Here are the pip commands to install everything:

pip install -U pip
pip install -U "jax[cpu]"

pip install -U flax jraph optax
pip install -U matscipy
pip install -U matplotlib
pip install -U e3nn_jax

pip install git+https://github.com/mariogeiger/nequip-jax

Dataset

Let’s create a very simple dataset of few crystals from materials project made only of carbon atoms.

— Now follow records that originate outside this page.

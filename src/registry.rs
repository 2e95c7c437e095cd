use std::sync::{Arc, Mutex, RwLock};

use log::{info, warn};

use crate::backend::{Backend, BackendKind};
use crate::bus::I2cDev;
use crate::error::{Error, Result};
use crate::mcp23017::{Mcp23017Backend, SharedBus};
use crate::native::NativeBackend;
use crate::pin::{Direction, Pull};

/// Capacity of the backend slot table.
pub const MAX_BACKENDS: usize = 8;

/// One occupied backend slot: the backend plus its base offset into the
/// global index space.
struct Slot {
    backend: Box<dyn Backend>,
    base: u32,
    /// Whether the backend was constructed on the registry's lazily opened
    /// bus device, as opposed to a caller-supplied transport.
    default_bus: bool,
}

/// Index map entry: which slot owns a flat pin number, and where.
#[derive(Debug, Clone, Copy)]
struct MapEntry {
    slot: usize,
    offset: usize,
}

/// Diagnostic snapshot of one occupied slot.
#[derive(Debug, Clone, Copy)]
pub struct BackendInfo {
    pub kind: BackendKind,
    pub base: u32,
    pub size: usize,
}

#[derive(Default)]
struct Inner {
    /// Dense by construction: a slot index is valid iff it is `< slots.len()`.
    slots: Vec<Slot>,
    /// One entry per existing pin, contiguous and ascending by registration
    /// order. `map.len()` is the global pin count.
    map: Vec<MapEntry>,
    /// Bus transport shared by every expander backend, opened lazily on the
    /// first expander registration and released when the last one is removed.
    bus: Option<SharedBus>,
}

impl Inner {
    fn entry(&self, pin: u32) -> Result<MapEntry> {
        self.map
            .get(pin as usize)
            .copied()
            .ok_or(Error::InvalidPin(pin))
    }

    fn backend(&self, entry: MapEntry) -> &dyn Backend {
        self.slots[entry.slot].backend.as_ref()
    }

    /// Slot already hosting the same physical device, for idempotent
    /// re-registration. Custom backends are never deduplicated.
    fn find_existing(&self, kind: BackendKind, address: Option<u8>) -> Option<usize> {
        match kind {
            BackendKind::Native => self.slots.iter().position(|s| s.backend.kind() == kind),
            BackendKind::Mcp23017 => self
                .slots
                .iter()
                .position(|s| s.backend.kind() == kind && s.backend.bus_address() == address),
            BackendKind::Custom(_) => None,
        }
    }

    fn check_capacity(&self) -> Result<()> {
        if self.slots.len() >= MAX_BACKENDS {
            return Err(Error::RegistryFull(MAX_BACKENDS));
        }
        Ok(())
    }

    /// Append a constructed backend, extending the index map with its pins.
    fn insert(&mut self, backend: Box<dyn Backend>, default_bus: bool) -> usize {
        let slot = self.slots.len();
        let base = self.map.len() as u32;
        for offset in 0..backend.pin_count() {
            self.map.push(MapEntry { slot, offset });
        }
        info!(
            "registered {:?} backend in slot {} ({} pins at base {})",
            backend.kind(),
            slot,
            backend.pin_count(),
            base
        );
        self.slots.push(Slot {
            backend,
            base,
            default_bus,
        });
        slot
    }

    /// Rebuild the index map from the current slot layout. Run after any
    /// removal so every remaining pin points at its shifted slot.
    fn rebuild_map(&mut self) {
        self.map.clear();
        for (slot, entry) in self.slots.iter().enumerate() {
            for offset in 0..entry.backend.pin_count() {
                self.map.push(MapEntry { slot, offset });
            }
        }
    }
}

/// The single source of truth for which backend owns which flat pin number.
///
/// Cheaply clonable; clones share the same slot table and index map. Lookups
/// and pin operations take a read lock and may proceed concurrently with the
/// polling loop; registration and removal take the write lock, so a reader
/// never observes a half-compacted table.
#[derive(Clone, Default)]
pub struct Registry {
    inner: Arc<RwLock<Inner>>,
}

impl Registry {
    pub fn new() -> Self {
        Self::default()
    }

    /// Register the on-chip GPIO backend (32 pins, idempotent).
    pub fn add_native(&self) -> Result<usize> {
        let mut inner = self.inner.write().unwrap();
        if let Some(slot) = inner.find_existing(BackendKind::Native, None) {
            return Ok(slot);
        }
        inner.check_capacity()?;
        let backend = NativeBackend::new()?;
        Ok(inner.insert(Box::new(backend), false))
    }

    /// Register an MCP23017 expander at `address` on the default bus device
    /// (16 pins, idempotent per chip address). `interrupt` records the flat
    /// GPI number its interrupt line is wired to, if any.
    pub fn add_mcp23017(&self, address: u8, interrupt: Option<u32>) -> Result<usize> {
        let mut inner = self.inner.write().unwrap();
        if let Some(slot) = inner.find_existing(BackendKind::Mcp23017, Some(address)) {
            return Ok(slot);
        }
        inner.check_capacity()?;
        let bus = match &inner.bus {
            Some(bus) => bus.clone(),
            None => {
                let bus: SharedBus = Arc::new(Mutex::new(I2cDev::open()?));
                inner.bus = Some(bus.clone());
                bus
            }
        };
        let backend = Mcp23017Backend::new(bus, address, interrupt)?;
        Ok(inner.insert(Box::new(backend), true))
    }

    /// Register an MCP23017 expander over a caller-supplied bus transport.
    pub fn add_mcp23017_on(
        &self,
        bus: SharedBus,
        address: u8,
        interrupt: Option<u32>,
    ) -> Result<usize> {
        let mut inner = self.inner.write().unwrap();
        if let Some(slot) = inner.find_existing(BackendKind::Mcp23017, Some(address)) {
            return Ok(slot);
        }
        inner.check_capacity()?;
        let backend = Mcp23017Backend::new(bus, address, interrupt)?;
        Ok(inner.insert(Box::new(backend), false))
    }

    /// Register an already constructed backend.
    ///
    /// This is the generic path behind the device-specific constructors and
    /// the way to plug in out-of-tree pin providers.
    pub fn add_backend(&self, backend: Box<dyn Backend>) -> Result<usize> {
        let mut inner = self.inner.write().unwrap();
        if let Some(slot) = inner.find_existing(backend.kind(), backend.bus_address()) {
            return Ok(slot);
        }
        inner.check_capacity()?;
        Ok(inner.insert(backend, false))
    }

    /// Remove a backend, releasing its resources and compacting the table:
    /// every later slot shifts one position earlier, its base offset drops by
    /// the removed pin count, and the index map is rewritten for every
    /// remaining pin.
    pub fn remove(&self, slot: usize) -> Result<()> {
        let mut inner = self.inner.write().unwrap();
        if slot >= inner.slots.len() {
            return Err(Error::InvalidSlot(slot));
        }
        let removed = inner.slots.remove(slot);
        let removed_size = removed.backend.pin_count() as u32;
        info!(
            "removing {:?} backend from slot {} ({} pins)",
            removed.backend.kind(),
            slot,
            removed_size
        );
        for shifted in &mut inner.slots[slot..] {
            shifted.base -= removed_size;
        }
        inner.rebuild_map();
        // Backend resources (register mapping, pin storage) are released
        // here, before the lock is.
        drop(removed);
        // Last user of the lazily opened bus device gone: release it too.
        // Expanders on caller-supplied transports do not keep it alive.
        if inner.slots.iter().all(|s| !s.default_bus) {
            inner.bus = None;
        }
        Ok(())
    }

    /// Total quantity of pins across every backend.
    pub fn count(&self) -> u32 {
        self.inner.read().unwrap().map.len() as u32
    }

    /// Quantity of enabled pins, by full scan.
    pub fn enabled_count(&self) -> u32 {
        let inner = self.inner.read().unwrap();
        let mut count = 0;
        for slot in &inner.slots {
            let pins = slot.backend.pins().lock().unwrap();
            count += pins.iter().filter(|p| p.enabled).count() as u32;
        }
        count
    }

    /// The (slot, local offset) pair owning a flat pin number.
    pub fn owner(&self, pin: u32) -> Result<(usize, usize)> {
        let inner = self.inner.read().unwrap();
        let entry = inner.entry(pin)?;
        Ok((entry.slot, entry.offset))
    }

    /// Enable or disable a pin. All pins start disabled and must be enabled
    /// individually; a disabled pin stays mapped but is skipped by polling
    /// and rejects writes.
    pub fn enable(&self, pin: u32, enable: bool) -> Result<()> {
        let inner = self.inner.read().unwrap();
        let entry = inner.entry(pin)?;
        inner.backend(entry).pins().lock().unwrap()[entry.offset].enabled = enable;
        Ok(())
    }

    /// Whether a pin is enabled. Invalid pin numbers read as disabled.
    pub fn is_enabled(&self, pin: u32) -> bool {
        let inner = self.inner.read().unwrap();
        match inner.entry(pin) {
            Ok(entry) => {
                let pins = inner.backend(entry).pins().lock().unwrap();
                pins[entry.offset].enabled
            }
            Err(_) => false,
        }
    }

    pub fn get_direction(&self, pin: u32) -> Result<Direction> {
        let inner = self.inner.read().unwrap();
        let entry = inner.entry(pin)?;
        let pins = inner.backend(entry).pins().lock().unwrap();
        Ok(pins[entry.offset].direction)
    }

    pub fn set_direction(&self, pin: u32, direction: Direction) -> Result<()> {
        let inner = self.inner.read().unwrap();
        let entry = inner.entry(pin)?;
        inner.backend(entry).set_direction(entry.offset, direction)
    }

    pub fn get_pull(&self, pin: u32) -> Result<Pull> {
        let inner = self.inner.read().unwrap();
        let entry = inner.entry(pin)?;
        let pins = inner.backend(entry).pins().lock().unwrap();
        Ok(pins[entry.offset].pull)
    }

    pub fn set_pull(&self, pin: u32, pull: Pull) -> Result<()> {
        let inner = self.inner.read().unwrap();
        let entry = inner.entry(pin)?;
        inner.backend(entry).set_pull(entry.offset, pull)
    }

    /// Last known value of a pin, from the owning backend's cache.
    pub fn get_state(&self, pin: u32) -> Result<bool> {
        let inner = self.inner.read().unwrap();
        let entry = inner.entry(pin)?;
        let pins = inner.backend(entry).pins().lock().unwrap();
        Ok(pins[entry.offset].value)
    }

    /// Drive a pin. The owning backend checks the enabled flag and performs
    /// the write under its pin lock, so a concurrent disable cannot slip in
    /// between; it updates its cache before this returns, so a subsequent
    /// [`get_state`](Self::get_state) observes the written value regardless
    /// of the polling cadence.
    pub fn set_state(&self, pin: u32, state: bool) -> Result<()> {
        let inner = self.inner.read().unwrap();
        let entry = inner.entry(pin)?;
        match inner.backend(entry).set_state(entry.offset, state) {
            // Backends report their local offset; callers know flat numbers.
            Err(Error::PinDisabled(_)) => Err(Error::PinDisabled(pin)),
            result => result,
        }
    }

    /// Snapshot of every occupied slot, in slot order.
    pub fn backends(&self) -> Vec<BackendInfo> {
        let inner = self.inner.read().unwrap();
        inner
            .slots
            .iter()
            .map(|s| BackendInfo {
                kind: s.backend.kind(),
                base: s.base,
                size: s.backend.pin_count(),
            })
            .collect()
    }

    /// Run one poll cycle over every backend that declares the capability,
    /// in slot order. A failing backend is logged and skipped; it never
    /// prevents polling the rest. Returns whether any pin changed.
    pub fn poll_all(&self) -> bool {
        let inner = self.inner.read().unwrap();
        let mut any_changed = false;
        for (slot, entry) in inner.slots.iter().enumerate() {
            match entry.backend.poll() {
                Some(Ok(changed)) => any_changed |= changed,
                Some(Err(err)) => warn!("poll failed on slot {}: {}", slot, err),
                None => {}
            }
        }
        any_changed
    }
}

Materials project provides a Predicted Formation Energy for each crystal, and we will use this as our target.

To compute the graph connectivity we use matscipy library which has a very fast neighbour list implementation.

def compute_edges(positions, cell, cutoff):
    """Compute edges of the graph from positions and cell."""
    receivers, senders, senders_unit_shifts = neighbour_list(
        quantities="ijS",
        pbc=np.array([True, True, True]),
        cell=cell,
        positions=positions,
        cutoff=cutoff,
    )

    num_edges = senders.shape[0]
    assert senders.shape == (num_edges,)
    assert receivers.shape == (num_edges,)
    assert senders_unit_shifts.shape == (num_edges, 3)
    return senders, receivers, senders_unit_shifts

This image shows the edges created by matscipy.neighbours.neighbour_list for an example crystal in 2D. Note that all the edges point (receivers side) to an atom in the central cell.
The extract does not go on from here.